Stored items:
*-*-*

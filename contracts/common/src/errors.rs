//! Error Types for the Yield Custody Vault
//!
//! Every failure aborts the whole call; nothing is recovered locally.
//! Each variant carries a stable error code for logging and indexing.

use core::fmt;

use crate::types::{Address, PoolOperation, Role};

/// Result type alias for custody vault operations
pub type CustodyResult<T> = Result<T, CustodyError>;

/// Main error enum for all custody vault errors
#[derive(Debug, Clone, PartialEq, Eq)]
pub enum CustodyError {
    // ============ Authorization Errors ============
    /// Caller does not hold the role the operation requires
    Unauthorized { caller: Address, role: Role },

    /// Re-entry into a custody operation while one is in progress
    ReentrantCall,

    // ============ Lifecycle Errors ============
    /// `initialize` was already consumed on this instance
    AlreadyInitialized,

    /// Operation requires an initialized instance
    NotInitialized,

    // ============ Registry Errors ============
    /// Holder index past the end of the registry
    IndexOutOfBounds { index: u64, len: u64 },

    // ============ Collaborator Errors ============
    /// Custody asset rejected a pull: balance or allowance too low
    InsufficientBalanceOrAllowance {
        account: Address,
        available: u128,
        requested: u128,
    },

    /// Yield pool returned a non-zero status code
    PoolOperationFailed { operation: PoolOperation, code: u64 },

    /// Injected collaborator does not match the configured endpoint
    EndpointMismatch { expected: Address, actual: Address },

    // ============ Input Validation Errors ============
    /// Invalid address (e.g., zero address)
    InvalidAddress {
        /// Description of why the address is invalid
        reason: &'static str,
    },

    /// Witness payload could not be decoded into a call
    InvalidWitness,

    /// Output state is not the input state with the call applied
    InvalidStateTransition,

    // ============ Math Errors ============
    /// Arithmetic overflow occurred
    Overflow,

    /// Division by zero
    DivisionByZero,
}

impl CustodyError {
    /// Returns a human-readable error code for logging/debugging
    pub fn code(&self) -> &'static str {
        match self {
            Self::Unauthorized { .. } => "E001_UNAUTHORIZED",
            Self::ReentrantCall => "E002_REENTRANT_CALL",
            Self::AlreadyInitialized => "E010_ALREADY_INITIALIZED",
            Self::NotInitialized => "E011_NOT_INITIALIZED",
            Self::IndexOutOfBounds { .. } => "E020_INDEX_OUT_OF_BOUNDS",
            Self::InsufficientBalanceOrAllowance { .. } => "E030_INSUFFICIENT_BALANCE_OR_ALLOWANCE",
            Self::PoolOperationFailed { .. } => "E031_POOL_OPERATION_FAILED",
            Self::EndpointMismatch { .. } => "E032_ENDPOINT_MISMATCH",
            Self::InvalidAddress { .. } => "E040_INVALID_ADDRESS",
            Self::InvalidWitness => "E041_INVALID_WITNESS",
            Self::InvalidStateTransition => "E042_INVALID_STATE_TRANSITION",
            Self::Overflow => "E050_OVERFLOW",
            Self::DivisionByZero => "E051_DIV_ZERO",
        }
    }

    /// Returns true if the caller can fix the condition and resubmit
    pub fn is_recoverable(&self) -> bool {
        matches!(
            self,
            Self::InsufficientBalanceOrAllowance { .. } | Self::PoolOperationFailed { .. }
        )
    }
}

impl fmt::Display for CustodyError {
    fn fmt(&self, f: &mut fmt::Formatter<'_>) -> fmt::Result {
        match self {
            Self::Unauthorized { role, .. } => {
                write!(f, "{}: caller lacks {}", self.code(), role.name())
            }
            Self::IndexOutOfBounds { index, len } => {
                write!(f, "{}: index {} >= {}", self.code(), index, len)
            }
            Self::InsufficientBalanceOrAllowance { available, requested, .. } => {
                write!(f, "{}: available {}, requested {}", self.code(), available, requested)
            }
            Self::PoolOperationFailed { operation, code } => {
                write!(f, "{}: {:?} returned {}", self.code(), operation, code)
            }
            Self::InvalidAddress { reason } => write!(f, "{}: {}", self.code(), reason),
            _ => f.write_str(self.code()),
        }
    }
}

#[cfg(test)]
mod tests {
    use super::*;
    use std::collections::BTreeSet;

    #[test]
    fn test_error_codes_unique() {
        let errors = [
            CustodyError::Unauthorized { caller: [0u8; 32], role: Role::Admin },
            CustodyError::ReentrantCall,
            CustodyError::AlreadyInitialized,
            CustodyError::NotInitialized,
            CustodyError::IndexOutOfBounds { index: 2, len: 2 },
            CustodyError::InsufficientBalanceOrAllowance {
                account: [0u8; 32],
                available: 0,
                requested: 1,
            },
            CustodyError::PoolOperationFailed { operation: PoolOperation::Mint, code: 9 },
            CustodyError::EndpointMismatch { expected: [1u8; 32], actual: [2u8; 32] },
            CustodyError::InvalidAddress { reason: "zero" },
            CustodyError::InvalidWitness,
            CustodyError::InvalidStateTransition,
            CustodyError::Overflow,
            CustodyError::DivisionByZero,
        ];

        let codes: Vec<_> = errors.iter().map(|e| e.code()).collect();
        let unique: BTreeSet<_> = codes.iter().collect();
        assert_eq!(codes.len(), unique.len(), "Error codes must be unique");
    }

    #[test]
    fn test_display_includes_code() {
        let err = CustodyError::IndexOutOfBounds { index: 5, len: 2 };
        assert_eq!(err.to_string(), "E020_INDEX_OUT_OF_BOUNDS: index 5 >= 2");

        let err = CustodyError::Unauthorized { caller: [9u8; 32], role: Role::Minter };
        assert_eq!(err.to_string(), "E001_UNAUTHORIZED: caller lacks MINTER_ROLE");
    }

    #[test]
    fn test_recoverable() {
        assert!(CustodyError::PoolOperationFailed { operation: PoolOperation::Redeem, code: 14 }
            .is_recoverable());
        assert!(!CustodyError::AlreadyInitialized.is_recoverable());
    }
}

*-*-*

**What this task involves:** Each line of the data that contains "InvalidAddress" belongs in the answer.

**Written solution:**
    InvalidAddress {
            Self::InvalidAddress { .. } => "E040_INVALID_ADDRESS",
            Self::InvalidAddress { reason } => write!(f, "{}: {}", self.code(), reason),
            CustodyError::InvalidAddress { reason: "zero" },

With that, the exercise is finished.